22. I have considered the contentions.
23. Rule 12 of Order XX of the CPC empowers the Court, where the suit is for recovery of possession of immoveable property and for rent or mesne profits, to pass a decree, a) for possession; b) for rents which have accrued on the property during the period prior to the institution of the suit or directing an inquiry as to such rent; c) for mesne profits or directing an inquiry as to such mesne profits; and, d) directing an inquiry as to rent or mesne profits from the institution of the suit until delivery of possession.
24. Rule 18 of Order XX of the CPC empowers the Court, where passes a decree for partition of property or for separate possession of share therein, to, insofar as the decree relates to immoveable property and if partition or separation cannot conveniently be made without further inquiry, pass a preliminary decree declaring the rights of several parties interested in the property and giving further directions as may be required.
25. During the hearing on this Review Petition on 10th December, 2018 itself and as recorded in the order of that date, attention of the senior counsel for the defendant No.1 was drawn to Seth Girdhari Lal Vs. Seth Gaja Nand ILR (1974) I Del 864, Sita Kashyap Vs. Harbans Kashyap 2011 (123) DRJ 52 and Neety Gupta supra on the aspect of award of mesne profits in partition suit.
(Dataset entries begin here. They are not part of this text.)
//! 도메인 타입 -- 원격 API 오브젝트의 와이어 모델
//!
//! 대상 서비스가 주고받는 리소스 오브젝트와 요청/응답 본문을 정의합니다.
//! 라이프사이클 체크와 CLI가 이 타입들로 데이터를 교환합니다.

use std::fmt;

use serde::{Deserialize, Serialize};
use serde_json::Value;

// --- 상태 코드 상수 ---

/// 모든 CRUD 작업이 성공 시 반환하는 상태 코드
pub const STATUS_CODE_SUCCESS: u16 = 200;
/// 존재하지 않는 오브젝트 조회 시 반환되는 상태 코드
pub const STATUS_CODE_NOT_FOUND: u16 = 404;

/// 리소스 오브젝트
///
/// 서비스가 반환하는 오브젝트의 와이어 형식입니다.
/// `data`는 서비스의 시드 레코드 일부가 `null`을 반환하므로 Option입니다.
/// 타임스탬프는 서버가 생성/수정 시에만 채우므로 Option이며,
/// 계약 검증은 값이 아니라 존재 여부만 확인합니다.
#[derive(Debug, Clone, Serialize, Deserialize)]
pub struct ApiObject {
    /// 서버가 할당한 식별자
    pub id: String,
    /// 오브젝트 이름
    pub name: String,
    /// 임의 키-값 속성 (없으면 null)
    #[serde(default)]
    pub data: Option<serde_json::Map<String, Value>>,
    /// 생성 시각 (POST 응답에만 존재)
    #[serde(rename = "createdAt", default, skip_serializing_if = "Option::is_none")]
    pub created_at: Option<String>,
    /// 수정 시각 (PUT/PATCH 응답에만 존재)
    #[serde(rename = "updatedAt", default, skip_serializing_if = "Option::is_none")]
    pub updated_at: Option<String>,
}

impl ApiObject {
    /// data 맵에서 특정 키의 값을 조회합니다.
    pub fn data_field(&self, key: &str) -> Option<&Value> {
        self.data.as_ref().and_then(|d| d.get(key))
    }
}

impl fmt::Display for ApiObject {
    fn fmt(&self, f: &mut fmt::Formatter<'_>) -> fmt::Result {
        write!(
            f,
            "{} (id={}) data_fields={}",
            self.name,
            self.id,
            self.data.as_ref().map_or(0, serde_json::Map::len),
        )
    }
}

/// 오브젝트 생성/교체 요청 본문
///
/// POST(생성)와 PUT(전체 교체)이 같은 형식을 사용합니다.
#[derive(Debug, Clone, Serialize, Deserialize)]
pub struct ObjectDraft {
    /// 오브젝트 이름
    pub name: String,
    /// 임의 키-값 속성
    pub data: serde_json::Map<String, Value>,
}

impl ObjectDraft {
    /// 이름과 속성 맵으로 새 요청 본문을 생성합니다.
    pub fn new(name: impl Into<String>, data: serde_json::Map<String, Value>) -> Self {
        Self {
            name: name.into(),
            data,
        }
    }
}

impl fmt::Display for ObjectDraft {
    fn fmt(&self, f: &mut fmt::Formatter<'_>) -> fmt::Result {
        write!(f, "{} data_fields={}", self.name, self.data.len())
    }
}

/// 오브젝트 부분 수정 요청 본문 (PATCH)
///
/// 존재하는 필드만 직렬화하여 전송합니다.
/// 전송하지 않은 필드는 서버에서 변경되지 않아야 합니다.
#[derive(Debug, Clone, Default, Serialize, Deserialize)]
pub struct ObjectPatch {
    /// 변경할 이름 (없으면 유지)
    #[serde(skip_serializing_if = "Option::is_none")]
    pub name: Option<String>,
    /// 변경할 속성 맵 (없으면 유지)
    #[serde(skip_serializing_if = "Option::is_none")]
    pub data: Option<serde_json::Map<String, Value>>,
}

impl ObjectPatch {
    /// 이름만 변경하는 패치를 생성합니다.
    pub fn rename(name: impl Into<String>) -> Self {
        Self {
            name: Some(name.into()),
            data: None,
        }
    }
}

/// 삭제 응답 본문
#[derive(Debug, Clone, Serialize, Deserialize)]
pub struct DeleteReceipt {
    /// 서버의 삭제 확인 메시지
    pub message: String,
}

impl fmt::Display for DeleteReceipt {
    fn fmt(&self, f: &mut fmt::Formatter<'_>) -> fmt::Result {
        write!(f, "{}", self.message)
    }
}

/// 단일 API 호출의 결과
///
/// 전송 계층은 상태 코드와 본문을 그대로 전달하고,
/// 기대 상태와의 비교는 계약 검증 계층이 수행합니다.
#[derive(Debug, Clone, Serialize, Deserialize)]
pub struct ApiResponse {
    /// HTTP 상태 코드
    pub status: u16,
    /// JSON 응답 본문 (본문이 없으면 null)
    pub body: Value,
}

impl ApiResponse {
    /// 상태 코드와 본문으로 응답을 생성합니다.
    pub fn new(status: u16, body: Value) -> Self {
        Self { status, body }
    }
}

impl fmt::Display for ApiResponse {
    fn fmt(&self, f: &mut fmt::Formatter<'_>) -> fmt::Result {
        write!(f, "HTTP {}", self.status)
    }
}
26. As far as the distinction sought to be made out between Rules 12 and 18 of Order XX of the CPC is concerned, the need to discuss in detail is not felt, since the senior counsel for the defendant No.1 also has referred to the dicta of the Division Bench of this Court in Neety Gupta supra, of which mention was made in order dated 10th December, 2018, laying down, (i) that in the case of a partition suit, it is Rule 18 that specifically applies; (ii) that the right to receive a share in mesne profits is a consequence of partition of the property; and, (iii) that at the stage of sub-rule (2) of Rule 18 of Order XX, the Court can give directions as may be required and which would include directions for payment of mesne profits. Finding in the facts of that case that one of the parties who had only 1/5th share, was in exclusive possession of the property, other parties who had remaining share, were held entitled to claim mesne profits of their respective share. It was also observed that the amount could only be quantified on proper inquiry.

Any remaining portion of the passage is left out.